If you’re a fan of trailers, then you’re well catered for here. Included are both theatrical trailers (including the original trailer that used the theme music from The Terminator), trailers for RoboCop 2 and RoboCop 3, and a TV spot. There’s really nothing more to say about these.

The penultimate feature is a storyboard comparison, with commentary by visual effects maestro, Phil Tippett. Phil takes a look at how the ED-209 sequence was achieved, using storyboards and footage from the movie.

Finally we come to the extensive stills galleries. These contain pictures from just about every phase of the production, set to music from the score, and are an excellent addition if you like that sort of thing. Personally, stills galleries leave me cold…

Unfortunately the extras on the second and third discs are very poor. Basically we’re given the theatrical trailers for each film, which is hardly going set the world alight is it? However, the extensive extras on the first disc do good job of clawing back respectability.

Look out, it's Robopimp!!
So, would I I’d buy it for a dollar? Well, on balance the RoboCop Trilogy is a success. The three movies are very different, but this is not necessarily a bad thing. RoboCop is an intelligent, satirical black comedy, the second film is a violent action piece, with the third film being aimed squarely at a younger audience – something for everybody you might say.

The box set is almost, but not quite, a RoboCop fan’s dream. Some great additional material accompanies the original film, but it’s a real shame that the sequels have been severely neglected in that department. If they had received the same treatment as RoboCop, this box set would have become an essential purchase. Still, the visual and aural elements of the discs are mostly good, and the presentation fine. If however you’re only after the first film, then you could be left feeling a little cheated by the bare-bones sequels. Hopefully MGM will see their way clear to releasing RoboCop separately so as to give people a choice. That said, the out of print Criterion disc is almost as expensive as this box set. If MGM could have ironed out some of the bugs, and included more bonus material for the sequels, then this would have been something very special.
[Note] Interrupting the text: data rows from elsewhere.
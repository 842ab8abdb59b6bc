//! Warehouse schema definitions
//!
//! Provides bootstrap SQL that works with both DuckDB and PostgreSQL: the
//! `meta` lookup tables the merge statements join against, and the `data`
//! tables the shipped adapters write into.

use serde::{Deserialize, Serialize};

use super::DatabaseResult;
use super::upsert::validate_identifier;

/// Schema version for migrations
pub const SCHEMA_VERSION: i32 = 1;

/// Variable names known to the warehouse, in id order (ids start at 1)
pub const COVID_VARIABLES: &[&str] = &[
    "cases_total",
    "cases_confirmed",
    "deaths_total",
    "deaths_confirmed",
    "deaths_suspected",
    "recovered_total",
    "active_total",
    "positive_tests_total",
    "negative_tests_total",
    "tests_total",
    "hospital_beds_in_use_covid_total",
    "icu_beds_in_use_covid_total",
    "ventilators_in_use_covid_total",
];

/// Names of the warehouse schemas
#[derive(Debug, Clone, PartialEq, Eq, Serialize, Deserialize)]
pub struct WarehouseNames {
    /// Schema holding adapter target tables
    #[serde(default = "default_data_schema")]
    pub data_schema: String,
    /// Schema holding lookup tables
    #[serde(default = "default_meta_schema")]
    pub meta_schema: String,
}

fn default_data_schema() -> String {
    "data".to_string()
}

fn default_meta_schema() -> String {
    "meta".to_string()
}

impl WarehouseNames {
    /// Both schema names must be plain SQL identifiers
    pub fn validate(&self) -> DatabaseResult<()> {
        validate_identifier(&self.data_schema)?;
        validate_identifier(&self.meta_schema)
    }
}

impl Default for WarehouseNames {
    fn default() -> Self {
        Self {
            data_schema: default_data_schema(),
            meta_schema: default_meta_schema(),
        }
    }
}

/// Warehouse schema helper
pub struct WarehouseSchema;

impl WarehouseSchema {
    /// Bootstrap SQL for schemas, lookup tables and target tables
    pub fn create_tables_sql(names: &WarehouseNames) -> String {
        let meta = &names.meta_schema;
        let data = &names.data_schema;

        let mut sql = format!(
            r#"
CREATE SCHEMA IF NOT EXISTS {meta};
CREATE SCHEMA IF NOT EXISTS {data};

CREATE TABLE IF NOT EXISTS {meta}.schema_version (
    version INTEGER PRIMARY KEY
);

-- Variable lookup: variable_name -> variable_id
CREATE TABLE IF NOT EXISTS {meta}.covid_variables (
    id INTEGER PRIMARY KEY,
    name TEXT NOT NULL UNIQUE
);

-- County lookup: county name within a state -> fips
CREATE TABLE IF NOT EXISTS {meta}.us_fips (
    fips INTEGER PRIMARY KEY,
    name TEXT NOT NULL,
    state TEXT NOT NULL
);

-- Official state and county data, one row per provider-resolved key
CREATE TABLE IF NOT EXISTS {data}.us_covid (
    vintage DATE NOT NULL,
    dt DATE NOT NULL,
    fips INTEGER NOT NULL,
    variable_id INTEGER NOT NULL,
    value DOUBLE PRECISION,
    provider TEXT,
    PRIMARY KEY (vintage, dt, fips, variable_id)
);
"#
        );

        for table in ["ctp_covid", "covid_nytimes", "jhu_daily_reports_us"] {
            sql.push_str(&format!(
                r#"
CREATE TABLE IF NOT EXISTS {data}.{table} (
    vintage DATE NOT NULL,
    dt DATE NOT NULL,
    fips INTEGER NOT NULL,
    variable_id INTEGER NOT NULL,
    value DOUBLE PRECISION,
    PRIMARY KEY (vintage, dt, fips, variable_id)
);
"#
            ));
        }

        sql
    }

    /// Record the schema version
    pub fn record_version_sql(names: &WarehouseNames) -> String {
        format!(
            "INSERT INTO {}.schema_version (version) VALUES ({}) ON CONFLICT (version) DO NOTHING;",
            names.meta_schema, SCHEMA_VERSION
        )
    }

    /// Seed SQL for the variable lookup
    pub fn seed_variables_sql(names: &WarehouseNames) -> String {
        let values: Vec<String> = COVID_VARIABLES
            .iter()
            .enumerate()
            .map(|(i, name)| format!("({}, '{}')", i + 1, name))
            .collect();

        format!(
            "INSERT INTO {}.covid_variables (id, name) VALUES {} ON CONFLICT (id) DO NOTHING;",
            names.meta_schema,
            values.join(", ")
        )
    }
}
As it is, the box set is still a worthy purchase for those who do not yet own the films. However, if you own the Criterion disc and you’re not interested in the sequels, you’re probably best sticking with that.

Note: There is a noticeable problem with the branching employed on the RoboCop disc. Rather than being the seamless affair you would expect, the branching elicits a short pause (akin to a layer change) each time the disc switches from theatrical to director’s cut footage. This varies in duration from player to player, and there are four pauses during the director’s cut of the film. It can be a little distracting, and should have been avoided.